Thursday, June 20, 2013

David Ruccio — Who framed inequality?

More on economics and power.

OCCASIONAL LINKS & COMMENTARY on economics, culture and society

Who framed inequality?
David Ruccio | Professor of Economics, University of Notre Dame

In the neoliberal "market state," who has market power and why?


Magpie said...

I think Prof. Ruccio makes a very good point: people (like Paul Krugman or Jacob Hacker) go around proposing ways to ameliorate the symptoms of the disease.

Don't get me wrong. This is okay, with me.

But whether one is speaking of predistribution or of redistribution, these are not cures to the disease.

It seems the problem of inequality is framed around ways of keeping things as they are in the essence, just not so ugly.

Tom Hickey said...

It seems the problem of inequality is framed around ways of keeping things as they are in the essence, just not so ugly.

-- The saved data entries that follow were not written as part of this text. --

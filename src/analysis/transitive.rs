use std::collections::{BTreeSet, HashSet};

use crate::model::{ClassId, JavaClasses};

use super::dependencies::Dependency;

impl JavaClasses {
    /// Every dependency reachable from `id` by following dependency targets.
    ///
    /// Array targets are followed through their base component type. Each
    /// class is expanded at most once, so cyclic graphs terminate.
    pub fn transitive_dependencies_from(&self, id: ClassId) -> BTreeSet<Dependency> {
        self.walk(id, |classes, class| {
            classes
                .direct_dependencies_from(class)
                .iter()
                .map(|dependency| (dependency, dependency.target_class))
                .collect()
        })
    }

    /// Every dependency from which `id` can be reached.
    pub fn transitive_dependencies_to(&self, id: ClassId) -> BTreeSet<Dependency> {
        self.walk(id, |classes, class| {
            classes
                .direct_dependencies_to(class)
                .iter()
                .map(|dependency| (dependency, dependency.origin_class))
                .collect()
        })
    }

    fn walk<'c>(
        &'c self,
        start: ClassId,
        next: impl Fn(&'c JavaClasses, ClassId) -> Vec<(&'c Dependency, ClassId)>,
    ) -> BTreeSet<Dependency> {
        let mut result = BTreeSet::new();
        let mut visited = HashSet::from([start]);
        let mut stack = vec![start];

        while let Some(class) = stack.pop() {
            for (dependency, neighbour) in next(self, class) {
                result.insert(dependency.clone());
                let neighbour = self.base_component_type(neighbour);
                if visited.insert(neighbour) {
                    stack.push(neighbour);
                }
            }
        }
        result
    }
}

#[cfg(test)]
mod tests {
    use crate::import::batch::ImportBatch;
    use crate::import::completion::CompletionEngine;
    use crate::import::{RawClass, RawCodeUnit, RawType};
    use crate::model::JavaClasses;

    fn complete(batch: ImportBatch) -> JavaClasses {
        CompletionEngine::complete(&batch, Default::default()).unwrap()
    }

    fn targets(classes: &JavaClasses, name: &str) -> Vec<String> {
        let id = classes.get(name).unwrap().id;
        let mut names: Vec<String> = classes
            .transitive_dependencies_from(id)
            .iter()
            .map(|d| classes.class(d.target_class).name.clone())
            .collect();
        names.sort();
        names.dedup();
        names
    }

    #[test]
    fn test_chain_is_followed() {
        let classes = complete(
            ImportBatch::new()
                .with_class(RawClass::new("a.A").field("b", RawType::class("a.B")))
                .with_class(RawClass::new("a.B").field("c", RawType::class("a.C")))
                .with_class(RawClass::new("a.C")),
        );
        assert_eq!(
            targets(&classes, "a.A"),
            vec!["a.B", "a.C", "java.lang.Object"]
        );
    }

    #[test]
    fn test_cycle_terminates_with_both_directions() {
        let classes = complete(
            ImportBatch::new()
                .with_class(RawClass::new("a.A").method(
                    RawCodeUnit::method("ping", &[], "void").calls("a.B", "pong", &[], "void", 3),
                ))
                .with_class(RawClass::new("a.B").method(
                    RawCodeUnit::method("pong", &[], "void").calls("a.A", "ping", &[], "void", 8),
                )),
        );
        let a = classes.get("a.A").unwrap().id;
        let b = classes.get("a.B").unwrap().id;
        let all = classes.transitive_dependencies_from(a);
        assert!(all.iter().any(|d| d.origin_class == a && d.target_class == b));
        assert!(all.iter().any(|d| d.origin_class == b && d.target_class == a));
    }

    #[test]
    fn test_array_targets_follow_component() {
        let classes = complete(
            ImportBatch::new()
                .with_class(RawClass::new("a.A").field("items", RawType::class("a.Item[][]")))
                .with_class(RawClass::new("a.Item").field("owner", RawType::class("a.Owner"))),
        );
        let found = targets(&classes, "a.A");
        assert!(found.contains(&"a.Owner".to_string()));
    }

    #[test]
    fn test_incoming_walk() {
        let classes = complete(
            ImportBatch::new()
                .with_class(RawClass::new("a.A").field("b", RawType::class("a.B")))
                .with_class(RawClass::new("a.B").field("c", RawType::class("a.C")))
                .with_class(RawClass::new("a.C")),
        );
        let c = classes.get("a.C").unwrap().id;
        let mut origins: Vec<String> = classes
            .transitive_dependencies_to(c)
            .iter()
            .map(|d| classes.class(d.origin_class).name.clone())
            .collect();
        origins.sort();
        origins.dedup();
        assert_eq!(origins, vec!["a.A", "a.B"]);
    }
}
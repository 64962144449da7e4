pub mod analysis;
pub mod cli;
pub mod config;
pub mod error;
pub mod import;
pub mod model;
pub mod reflect;
pub mod resolution;
use std::collections::HashMap;
use std::fmt;
use std::sync::Arc;

use crate::error::{ModelError, ReflectionError, Result};
use crate::reflect::{RuntimeClass, RuntimeClasspath};

/// Java primitive names paired with their JVM descriptor characters.
const PRIMITIVES: &[(&str, char)] = &[
    ("boolean", 'Z'),
    ("byte", 'B'),
    ("char", 'C'),
    ("short", 'S'),
    ("int", 'I'),
    ("long", 'J'),
    ("float", 'F'),
    ("double", 'D'),
    ("void", 'V'),
];

#[derive(Debug, Clone, Copy, PartialEq, Eq, Hash)]
pub enum DescriptorKind {
    Primitive,
    Array,
    Object,
}

/// Parsed form of a type name as it appears in bytecode or source.
///
/// Array names are always kept in the JVM class-file form
/// (`[Ljava.lang.Object;`), regardless of which form was looked up.
#[derive(Debug, Clone, PartialEq, Eq, Hash)]
pub struct TypeDescriptor {
    name: String,
    full_name: String,
    simple_name: String,
    package_name: String,
    kind: DescriptorKind,
    component: Option<Arc<TypeDescriptor>>,
}

impl TypeDescriptor {
    /// Binary name; class-file form for arrays.
    pub fn name(&self) -> &str {
        &self.name
    }

    /// Canonical name, e.g. `java.lang.Object[]` for arrays.
    pub fn full_name(&self) -> &str {
        &self.full_name
    }

    pub fn simple_name(&self) -> &str {
        &self.simple_name
    }

    pub fn package_name(&self) -> &str {
        &self.package_name
    }

    pub fn kind(&self) -> DescriptorKind {
        self.kind
    }

    pub fn is_primitive(&self) -> bool {
        self.kind == DescriptorKind::Primitive
    }

    pub fn is_array(&self) -> bool {
        self.kind == DescriptorKind::Array
    }

    pub fn component_type(&self) -> Option<&Arc<TypeDescriptor>> {
        self.component.as_ref()
    }

    /// Innermost element type of a (possibly nested) array, or `self`.
    pub fn base_component_type(&self) -> &TypeDescriptor {
        let mut current = self;
        while let Some(component) = &current.component {
            current = component;
        }
        current
    }

    /// Load this type from a runtime classpath.
    ///
    /// This is the only side-effecting operation on a descriptor and is never
    /// invoked while the domain model is being built.
    pub fn resolve_class(
        &self,
        classpath: &dyn RuntimeClasspath,
    ) -> std::result::Result<RuntimeClass, ReflectionError> {
        classpath
            .load_class(&self.name)
            .ok_or_else(|| ReflectionError::ClassNotFound(self.name.clone()))
    }

    fn primitive(name: &str) -> Self {
        TypeDescriptor {
            name: name.to_string(),
            full_name: name.to_string(),
            simple_name: name.to_string(),
            package_name: "java.lang".to_string(),
            kind: DescriptorKind::Primitive,
            component: None,
        }
    }

    fn object(name: &str) -> Self {
        let package_name = match name.rfind('.') {
            Some(pos) => name[..pos].to_string(),
            None => String::new(),
        };
        TypeDescriptor {
            name: name.to_string(),
            full_name: name.to_string(),
            simple_name: simple_name_of(name),
            package_name,
            kind: DescriptorKind::Object,
            component: None,
        }
    }

    fn array(component: Arc<TypeDescriptor>) -> Self {
        let name = match component.kind {
            DescriptorKind::Array => format!("[{}", component.name),
            DescriptorKind::Primitive => format!("[{}", primitive_descriptor(&component.name)),
            DescriptorKind::Object => format!("[L{};", component.name),
        };
        TypeDescriptor {
            name,
            full_name: format!("{}[]", component.full_name),
            simple_name: format!("{}[]", component.simple_name),
            package_name: component.package_name.clone(),
            kind: DescriptorKind::Array,
            component: Some(component),
        }
    }
}

impl fmt::Display for TypeDescriptor {
    fn fmt(&self, f: &mut fmt::Formatter<'_>) -> fmt::Result {
        f.write_str(&self.name)
    }
}

/// Interning registry for type descriptors.
#[derive(Debug, Default)]
pub struct TypeDescriptorRegistry {
    cache: HashMap<String, Arc<TypeDescriptor>>,
}

impl TypeDescriptorRegistry {
    pub fn new() -> Self {
        Self::default()
    }

    /// Look up (or create) the descriptor for a type name.
    ///
    /// Accepts Java names (`int`, `java.lang.String`, `java.lang.String[]`),
    /// JVM array names (`[[I`, `[Ljava.lang.String;`) and internal names with
    /// `/` separators. A bare `B` is the default-package class `B`; use
    /// [`Self::descriptor_for_primitive_code`] for primitive codes.
    pub fn descriptor_for(&mut self, name: &str) -> Result<Arc<TypeDescriptor>> {
        if let Some(cached) = self.cache.get(name) {
            return Ok(cached.clone());
        }

        let trimmed = name.trim();
        if trimmed.is_empty() {
            return Err(ModelError::InvalidTypeName(name.to_string()));
        }

        let descriptor = if let Some(primitive) = primitive_name(trimmed) {
            Arc::new(TypeDescriptor::primitive(primitive))
        } else if let Some(component) = trimmed.strip_suffix("[]") {
            let component = self.descriptor_for(component)?;
            self.array_of(&component)
        } else if let Some(rest) = trimmed.strip_prefix('[') {
            let component = self.jvm_component(name, rest)?;
            self.array_of(&component)
        } else {
            let normalized = trimmed.replace('/', ".");
            if normalized.starts_with('.') || normalized.ends_with('.') {
                return Err(ModelError::InvalidTypeName(name.to_string()));
            }
            match self.cache.get(&normalized) {
                Some(existing) => existing.clone(),
                None => Arc::new(TypeDescriptor::object(&normalized)),
            }
        };

        self.cache
            .entry(descriptor.name.clone())
            .or_insert_with(|| descriptor.clone());
        self.cache.insert(name.to_string(), descriptor.clone());
        Ok(descriptor)
    }

    /// Descriptor of the one-dimensional array whose element type is `component`.
    pub fn array_of(&mut self, component: &Arc<TypeDescriptor>) -> Arc<TypeDescriptor> {
        let array = TypeDescriptor::array(component.clone());
        self.cache
            .entry(array.name.clone())
            .or_insert_with(|| Arc::new(array))
            .clone()
    }

    /// Previously interned descriptor, without creating one.
    pub fn get(&self, name: &str) -> Option<&Arc<TypeDescriptor>> {
        self.cache.get(name)
    }

    pub fn len(&self) -> usize {
        self.cache.len()
    }

    pub fn is_empty(&self) -> bool {
        self.cache.is_empty()
    }

    fn jvm_component(&mut self, original: &str, rest: &str) -> Result<Arc<TypeDescriptor>> {
        if rest.starts_with('[') {
            return self.descriptor_for(rest);
        }
        if let Some(object) = rest.strip_prefix('L').and_then(|r| r.strip_suffix(';')) {
            return self.descriptor_for(object);
        }
        let mut chars = rest.chars();
        match (chars.next(), chars.next()) {
            (Some(c), None) if c != 'V' => self
                .descriptor_for_primitive_code(c)
                .map_err(|_| ModelError::InvalidTypeName(original.to_string())),
            _ => Err(ModelError::InvalidTypeName(original.to_string())),
        }
    }

    /// Descriptor of the primitive with the JVM code `c` (`I` is `int`).
    pub fn descriptor_for_primitive_code(&mut self, c: char) -> Result<Arc<TypeDescriptor>> {
        match primitive_for_descriptor(c) {
            Some(java) => self.descriptor_for(java),
            None => Err(ModelError::InvalidTypeName(c.to_string())),
        }
    }
}

fn primitive_name(name: &str) -> Option<&'static str> {
    PRIMITIVES
        .iter()
        .find(|(java, _)| *java == name)
        .map(|(java, _)| *java)
}

fn primitive_for_descriptor(c: char) -> Option<&'static str> {
    PRIMITIVES
        .iter()
        .find(|(_, descriptor)| *descriptor == c)
        .map(|(java, _)| *java)
}

fn primitive_descriptor(java_name: &str) -> char {
    PRIMITIVES
        .iter()
        .find(|(java, _)| *java == java_name)
        .map(|(_, descriptor)| *descriptor)
        .unwrap_or('V')
}

/// Simple name of a binary class name.
///
/// Takes the segment after the last `.` and the last `$`, then drops leading
/// characters until a valid identifier start. Anonymous classes (`Outer$1`)
/// therefore get an empty simple name, local classes (`Outer$1Local`) keep
/// their declared name.
pub fn simple_name_of(name: &str) -> String {
    let after_dot = match name.rfind('.') {
        Some(pos) => &name[pos + 1..],
        None => name,
    };
    let candidate = match after_dot.rfind('$') {
        Some(pos) => &after_dot[pos + 1..],
        None => after_dot,
    };
    match candidate.char_indices().find(|(_, c)| is_identifier_start(*c)) {
        Some((idx, _)) => candidate[idx..].to_string(),
        None => String::new(),
    }
}

fn is_identifier_start(c: char) -> bool {
    c.is_alphabetic() || c == '_' || c == '$'
}

#[cfg(test)]
mod tests {
    use super::*;

    #[test]
    fn test_primitive_by_name_and_descriptor() {
        let mut registry = TypeDescriptorRegistry::new();
        let by_name = registry.descriptor_for("int").unwrap();
        let by_descriptor = registry.descriptor_for_primitive_code('I').unwrap();
        assert!(by_name.is_primitive());
        assert_eq!(by_name, by_descriptor);
        assert_eq!(by_name.package_name(), "java.lang");
        assert!(by_name.component_type().is_none());

        let void = registry.descriptor_for_primitive_code('V').unwrap();
        assert_eq!(void.name(), "void");
        assert!(registry.descriptor_for_primitive_code('Q').is_err());
    }

    #[test]
    fn test_single_letter_default_package_classes_are_objects() {
        let mut registry = TypeDescriptorRegistry::new();
        for name in ["B", "C", "D", "F", "I", "J", "S", "Z", "V"] {
            let descriptor = registry.descriptor_for(name).unwrap();
            assert!(!descriptor.is_primitive(), "{}", name);
            assert_eq!(descriptor.name(), name);
            assert_eq!(descriptor.package_name(), "");
        }
        let ints = registry.descriptor_for("[I").unwrap();
        assert_eq!(ints.component_type().unwrap().name(), "int");
        assert!(ints.component_type().unwrap().is_primitive());
    }

    #[test]
    fn test_canonical_array_normalized_to_jvm_form() {
        let mut registry = TypeDescriptorRegistry::new();
        let canonical = registry.descriptor_for("java.lang.Object[]").unwrap();
        let jvm = registry.descriptor_for("[Ljava.lang.Object;").unwrap();
        assert_eq!(canonical.name(), "[Ljava.lang.Object;");
        assert_eq!(canonical.full_name(), "java.lang.Object[]");
        assert!(Arc::ptr_eq(&canonical, &jvm));
    }

    #[test]
    fn test_nested_primitive_array_components() {
        let mut registry = TypeDescriptorRegistry::new();
        let matrix = registry.descriptor_for("int[][]").unwrap();
        assert_eq!(matrix.name(), "[[I");
        let row = matrix.component_type().unwrap();
        assert_eq!(row.name(), "[I");
        assert_eq!(row.component_type().unwrap().name(), "int");
        assert_eq!(matrix.base_component_type().name(), "int");
        assert_eq!(matrix.simple_name(), "int[][]");
    }

    #[test]
    fn test_array_of_round_trips_through_cache() {
        let mut registry = TypeDescriptorRegistry::new();
        let string = registry.descriptor_for("java.lang.String").unwrap();
        let array = registry.array_of(&string);
        assert_eq!(array.name(), "[Ljava.lang.String;");
        assert_eq!(array.package_name(), "java.lang");
        let looked_up = registry.descriptor_for("java.lang.String[]").unwrap();
        assert!(Arc::ptr_eq(&array, &looked_up));
    }

    #[test]
    fn test_object_names() {
        let mut registry = TypeDescriptorRegistry::new();
        let inner = registry.descriptor_for("com/example/Outer$Inner").unwrap();
        assert_eq!(inner.name(), "com.example.Outer$Inner");
        assert_eq!(inner.simple_name(), "Inner");
        assert_eq!(inner.package_name(), "com.example");

        let default_package = registry.descriptor_for("Foo").unwrap();
        assert_eq!(default_package.package_name(), "");
    }

    #[test]
    fn test_simple_names_of_anonymous_and_local_classes() {
        assert_eq!(simple_name_of("com.example.Outer$1"), "");
        assert_eq!(simple_name_of("com.example.Outer$1Local"), "Local");
        assert_eq!(simple_name_of("com.example.Outer"), "Outer");
        assert_eq!(simple_name_of("Outer$Inner$Deeper"), "Deeper");
    }

    #[test]
    fn test_invalid_names_rejected() {
        let mut registry = TypeDescriptorRegistry::new();
        assert!(matches!(
            registry.descriptor_for(""),
            Err(ModelError::InvalidTypeName(_))
        ));
        assert!(registry.descriptor_for("[Q").is_err());
        assert!(registry.descriptor_for("[V").is_err());
        assert!(registry.descriptor_for("com.example.").is_err());
    }
}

That's my major objection to MMT also, and every other fix that leaves the foundation of the the existing system in place. It's not capitalism, It's not socialism, and it's not a mixed economy either. It's a neo-feudal system that is based not only on privilege and extraction but also deeply infected with corruption and cronyism. There is only one fix for that and it's changing the structure of the system. That will require popular democracy and distributive justice.

Even if it is posited for the sake of argument that a laissez-faire capitalism in which markets were perfectly competitive, information symmetrical, and no imperfections, frictions or externalities woud result in Pareto optimal distribution, there are several issues with that. First, while such a state might be attainable, it would not be permanently attainable due to power relationships arising, for instance, that would result in imperfections. Secondly, Pareto optimality is not necessarily iaw distributive justice without defining justice in terms of meritocracy, which is the basis of neo-feudalism.

Those on the left would argue that a fix has to take into account more than theoretical economics since it is social and political as well as economics and this implies normative in addition to positive. In a government of the people, for the people and by the people, the system needs to reflect the will of the people wrt to the norms of the society. In a genuine democracy, this is the frame that would arise out of the political debate.

Instead, we are having a debate over affordability rather than the political power that determines the frame, who has the power, and what this implies for society.

The present frame is based on unlimited growth at all cost, since a rising tide lifts all boats, aka trickle down. That framing needs to be questioned and changed if it is the popular will. For that to happen, we need a transition from oligarchy and plutonomy to eqalitarian democracy.